KUOPIO, FINLAND — New research from the University of Eastern Finland reveals new findings on the cell level effects of a whole grain-rich diet. Published in the The American Journal of Clinical Nutrition, the study found that a high intake of whole grains increased the levels of betaine compounds in the body, resulting in improved glucose metabolism.
“We know that a high intake of whole grains protects against type 2 diabetes and cardiovascular diseases,” said Kati Hanhineva, Ph.D., principal investigator of the study at the University of Eastern Finland and founder and chairman of Afekta Technologies. “Up until now, however, we haven't understood the cellular mechanisms through which a whole grain-rich diet impacts our body."
Over the course of 12 weeks, researchers investigated the effects of a whole grain-rich diet on mice and humans’ metabolites using metabolomics analysis. Mice were fed rye and wheat bran-rich foods or a high-fat diet while humans with characteristics of the metabolic syndrome were randomly assigned to either a whole grain-enriched or control diet.

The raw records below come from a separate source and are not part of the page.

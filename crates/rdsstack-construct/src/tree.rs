//! Construct tree.
//!
//! Constructs live in an arena owned by [`ConstructTree`] and are addressed
//! by [`NodeId`]. The root is the app; stacks are its direct children and
//! every other construct lives inside exactly one stack.

use std::fmt;

use rdsstack_common::error::{Result, StackError};
use rdsstack_common::types::{Environment, Tags};

use crate::aspect::{Aspect, TagAspect};
use crate::context::{ContextStore, MissingContext};
use crate::resources::{CfnOutput, ResourceNode};

/// Handle to a construct in a [`ConstructTree`].
#[derive(Debug, Clone, Copy, PartialEq, Eq, PartialOrd, Ord, Hash)]
pub struct NodeId(usize);

impl NodeId {
    pub(crate) const fn from_index(index: usize) -> Self {
        Self(index)
    }

    /// Arena index of the construct.
    #[must_use]
    pub const fn index(self) -> usize {
        self.0
    }
}

impl fmt::Display for NodeId {
    fn fmt(&self, f: &mut fmt::Formatter<'_>) -> fmt::Result {
        write!(f, "{}", self.0)
    }
}

/// Settings of a stack.
#[derive(Debug, Clone, PartialEq, Eq)]
pub struct StackProps {
    /// Account and region the stack deploys to.
    pub env: Environment,
    /// Tags applied to every taggable resource of the stack.
    pub tags: Tags,
    /// Template description.
    pub description: Option<String>,
    /// Whether the template checks the bootstrap stack version.
    pub generate_bootstrap_version_rule: bool,
}

impl Default for StackProps {
    fn default() -> Self {
        Self {
            env: Environment::default(),
            tags: Tags::new(),
            description: None,
            generate_bootstrap_version_rule: true,
        }
    }
}

/// High-level constructs. They render nothing themselves and group the
/// low-level resources they produce.
#[derive(Debug, Clone, Copy, PartialEq, Eq)]
pub enum ConstructKind {
    /// Imported VPC resolved through a context lookup.
    VpcLookup,
    /// Database subnet group.
    SubnetGroup,
    /// EC2 security group.
    SecurityGroup,
    /// Generated database credentials secret.
    DatabaseSecret,
    /// Auto-pausing serverless cluster.
    ServerlessCluster,
    /// Provisioned cluster with instances.
    DatabaseCluster,
}

/// What a node of the tree is.
#[derive(Debug, Clone)]
pub enum NodeKind {
    /// Root of the tree.
    App,
    /// A deployable unit rendered to one template.
    Stack(StackProps),
    /// A high-level construct.
    Construct(ConstructKind),
    /// A low-level resource rendered into the template.
    Resource(ResourceNode),
    /// A stack output.
    Output(CfnOutput),
}

/// A construct in the tree.
#[derive(Debug, Clone)]
pub struct Node {
    id: String,
    parent: Option<NodeId>,
    children: Vec<NodeId>,
    /// Kind and payload of the construct.
    pub kind: NodeKind,
}

impl Node {
    /// Construct id, unique among its siblings.
    #[must_use]
    pub fn id(&self) -> &str {
        &self.id
    }

    /// Parent construct, `None` for the app.
    #[must_use]
    pub const fn parent(&self) -> Option<NodeId> {
        self.parent
    }

    /// Children in creation order.
    #[must_use]
    pub fn children(&self) -> &[NodeId] {
        &self.children
    }

    /// Returns the resource payload if this node is a resource.
    #[must_use]
    pub const fn as_resource(&self) -> Option<&ResourceNode> {
        match &self.kind {
            NodeKind::Resource(r) => Some(r),
            _ => None,
        }
    }

    /// Mutable access to the resource payload.
    pub const fn as_resource_mut(&mut self) -> Option<&mut ResourceNode> {
        match &mut self.kind {
            NodeKind::Resource(r) => Some(r),
            _ => None,
        }
    }
}

/// Arena-backed construct tree with the lookups and aspects attached to it.
#[derive(Debug)]
pub struct ConstructTree {
    nodes: Vec<Node>,
    aspects: Vec<(NodeId, Box<dyn Aspect>)>,
    context: ContextStore,
    missing: Vec<MissingContext>,
}

impl ConstructTree {
    /// Creates a tree containing only the app root and no cached context.
    #[must_use]
    pub fn new() -> Self {
        Self::with_context(ContextStore::default())
    }

    /// Creates a tree whose lookups are served from `context`.
    #[must_use]
    pub fn with_context(context: ContextStore) -> Self {
        Self {
            nodes: vec![Node {
                id: String::new(),
                parent: None,
                children: Vec::new(),
                kind: NodeKind::App,
            }],
            aspects: Vec::new(),
            context,
            missing: Vec::new(),
        }
    }

    /// The app root.
    #[must_use]
    pub const fn root(&self) -> NodeId {
        NodeId(0)
    }

    /// Number of constructs, the app root included.
    #[must_use]
    pub fn len(&self) -> usize {
        self.nodes.len()
    }

    /// Always `false`: a tree holds at least the app root.
    #[must_use]
    pub fn is_empty(&self) -> bool {
        self.nodes.is_empty()
    }

    /// Returns a node.
    ///
    /// Ids are only handed out by this tree, so indexing cannot fail for ids
    /// obtained from it.
    #[must_use]
    pub fn node(&self, id: NodeId) -> &Node {
        &self.nodes[id.0]
    }

    /// Returns a node mutably.
    pub fn node_mut(&mut self, id: NodeId) -> &mut Node {
        &mut self.nodes[id.0]
    }

    /// Returns the resource payload of `id`, if it is a resource.
    #[must_use]
    pub fn resource(&self, id: NodeId) -> Option<&ResourceNode> {
        self.node(id).as_resource()
    }

    /// Mutable resource payload of `id`, if it is a resource.
    pub fn resource_mut(&mut self, id: NodeId) -> Option<&mut ResourceNode> {
        self.node_mut(id).as_resource_mut()
    }

    /// Adds a stack under the app.
    ///
    /// Stack tags are registered as tag aspects on the stack, so they reach
    /// every taggable resource inside it.
    ///
    /// # Errors
    ///
    /// Returns an error if the id is invalid or already taken.
    pub fn add_stack(&mut self, id: &str, props: StackProps) -> Result<NodeId> {
        let tags = props.tags.clone();
        let stack = self.add_child(self.root(), id, NodeKind::Stack(props))?;
        for (key, value) in tags.iter() {
            self.add_aspect(stack, TagAspect::new(key, value));
        }
        tracing::debug!(stack = id, tags = tags.len(), "added stack");
        Ok(stack)
    }

    /// Adds a high-level construct.
    ///
    /// # Errors
    ///
    /// Returns an error if the id is invalid or already taken.
    pub fn add_construct(
        &mut self,
        parent: NodeId,
        id: &str,
        kind: ConstructKind,
    ) -> Result<NodeId> {
        self.add_child(parent, id, NodeKind::Construct(kind))
    }

    /// Adds a low-level resource.
    ///
    /// # Errors
    ///
    /// Returns an error if the id is invalid or already taken.
    pub fn add_resource(
        &mut self,
        parent: NodeId,
        id: &str,
        resource: ResourceNode,
    ) -> Result<NodeId> {
        self.add_child(parent, id, NodeKind::Resource(resource))
    }

    /// Adds a stack output.
    ///
    /// # Errors
    ///
    /// Returns an error if the id is invalid or already taken.
    pub fn add_output(&mut self, parent: NodeId, id: &str, output: CfnOutput) -> Result<NodeId> {
        self.add_child(parent, id, NodeKind::Output(output))
    }

    fn add_child(&mut self, parent: NodeId, id: &str, kind: NodeKind) -> Result<NodeId> {
        if id.is_empty() {
            return Err(StackError::InvalidId {
                id: id.into(),
                message: "construct ids must not be empty".into(),
            });
        }
        if id.contains('/') {
            return Err(StackError::InvalidId {
                id: id.into(),
                message: "construct ids must not contain '/'".into(),
            });
        }
        if self.find_child(parent, id).is_some() {
            return Err(StackError::DuplicateConstruct {
                parent: self.display_path(parent),
                id: id.into(),
            });
        }

        let node = NodeId(self.nodes.len());
        self.nodes.push(Node {
            id: id.into(),
            parent: Some(parent),
            children: Vec::new(),
            kind,
        });
        self.nodes[parent.0].children.push(node);
        Ok(node)
    }

    /// Finds a direct child by id.
    #[must_use]
    pub fn find_child(&self, parent: NodeId, id: &str) -> Option<NodeId> {
        self.node(parent)
            .children
            .iter()
            .copied()
            .find(|&c| self.node(c).id == id)
    }

    /// Ids from the top-level stack down to `id`, excluding the app root.
    #[must_use]
    pub fn path_components(&self, id: NodeId) -> Vec<&str> {
        let mut out = Vec::new();
        let mut cur = Some(id);
        while let Some(n) = cur {
            let node = self.node(n);
            if node.parent.is_some() {
                out.push(node.id.as_str());
            }
            cur = node.parent;
        }
        out.reverse();
        out
    }

    /// Slash-separated construct path, e.g. `bill/AcornRdsClusterSG/Resource`.
    #[must_use]
    pub fn path(&self, id: NodeId) -> String {
        self.path_components(id).join("/")
    }

    fn display_path(&self, id: NodeId) -> String {
        if id == self.root() {
            "the app".into()
        } else {
            self.path(id)
        }
    }

    /// The stack containing `id`, or `id` itself when it is a stack.
    #[must_use]
    pub fn stack_of(&self, id: NodeId) -> Option<NodeId> {
        let mut cur = Some(id);
        while let Some(n) = cur {
            if matches!(self.node(n).kind, NodeKind::Stack(_)) {
                return Some(n);
            }
            cur = self.node(n).parent;
        }
        None
    }

    /// Like [`Self::stack_of`] but fails for constructs outside a stack.
    ///
    /// # Errors
    ///
    /// Returns [`StackError::NoStack`] if `id` is not inside a stack.
    pub fn require_stack(&self, id: NodeId) -> Result<NodeId> {
        self.stack_of(id).ok_or_else(|| StackError::NoStack {
            path: self.display_path(id),
        })
    }

    /// Settings of a stack node.
    #[must_use]
    pub fn stack_props(&self, stack: NodeId) -> Option<&StackProps> {
        match &self.node(stack).kind {
            NodeKind::Stack(props) => Some(props),
            _ => None,
        }
    }

    /// All stacks in creation order.
    #[must_use]
    pub fn stacks(&self) -> Vec<NodeId> {
        self.node(self.root())
            .children
            .iter()
            .copied()
            .filter(|&c| matches!(self.node(c).kind, NodeKind::Stack(_)))
            .collect()
    }

    /// `scope` and all of its descendants in preorder.
    #[must_use]
    pub fn subtree(&self, scope: NodeId) -> Vec<NodeId> {
        let mut out = Vec::new();
        let mut stack = vec![scope];
        while let Some(n) = stack.pop() {
            out.push(n);
            stack.extend(self.node(n).children.iter().rev().copied());
        }
        out
    }

    /// Registers an aspect on `scope`.
    pub fn add_aspect(&mut self, scope: NodeId, aspect: impl Aspect + 'static) {
        self.aspects.push((scope, Box::new(aspect)));
    }

    /// Number of registered aspects.
    #[must_use]
    pub fn aspect_count(&self) -> usize {
        self.aspects.len()
    }

    /// Applies every registered aspect to its scope's subtree.
    ///
    /// Aspects run in registration order, each visiting its subtree in
    /// preorder. Applying again is harmless as long as the aspects are
    /// idempotent, which all aspects in this workspace are.
    pub fn apply_aspects(&mut self) {
        let aspects = std::mem::take(&mut self.aspects);
        for (scope, aspect) in &aspects {
            tracing::debug!(scope = %self.path(*scope), aspect = ?aspect, "applying aspect");
            for n in self.subtree(*scope) {
                aspect.visit(&mut self.nodes[n.0]);
            }
        }
        self.aspects = aspects;
    }

    /// Cached lookup values.
    #[must_use]
    pub const fn context(&self) -> &ContextStore {
        &self.context
    }

    /// Records a lookup that had no cached value.
    pub fn report_missing_context(&mut self, missing: MissingContext) {
        tracing::warn!(key = %missing.key, provider = missing.provider, "context value missing");
        if !self.missing.iter().any(|m| m.key == missing.key) {
            self.missing.push(missing);
        }
    }

    /// Lookups that had no cached value.
    #[must_use]
    pub fn missing_context(&self) -> &[MissingContext] {
        &self.missing
    }

    /// Template logical id of `id`, derived from its path below the stack.
    ///
    /// # Errors
    ///
    /// Returns an error if `id` is not inside a stack or is the stack itself.
    pub fn logical_id(&self, id: NodeId) -> Result<String> {
        let stack = self.require_stack(id)?;
        if stack == id {
            return Err(StackError::InvalidId {
                id: self.node(id).id.clone(),
                message: "a stack has no logical id".into(),
            });
        }
        let components = self.path_components(id);
        Ok(crate::logical_id::allocate(&components[1..]))
    }
}

impl Default for ConstructTree {
    fn default() -> Self {
        Self::new()
    }
}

Scientists found that eating more whole grains increased the levels of betaine compounds in both subjects. In particular, concentrations of pipecolic acid betaine and valine betaine were increased.
"This is the first time many of these betaine compounds were observed in the human body," noted Dr. Hanhineva. Researchers also observed a correlation between improved glucose metabolism.
During their investigation, the group discovered 5-aminovaleric acid betaine (5-AVAB), a betaine compound that resides in metabolically active tissues such as the heart.
The researchers observed that 5-AVAB reduced cardiac muscle cells’ use of fatty acids as an energy source by inhibiting the function of a certain cell membrane protein, said Olli Kärkkäinen, Ph.D., a researcher at the University of Eastern Finland.
"This cell level effect is similar to that of certain drugs used for cardiovascular diseases,” said Dr. Kärkkäinen. “However, it is important to keep in mind that we haven't proceeded beyond cell level experiments yet. We need further research in animals and humans to verify that 5-AVAB really can impact the function of our body."
Dr. Hanhineva said that the researchers will continue to examine the effects these compounds have on the human body and how intestinal microbes may contribute to the compound’s formation.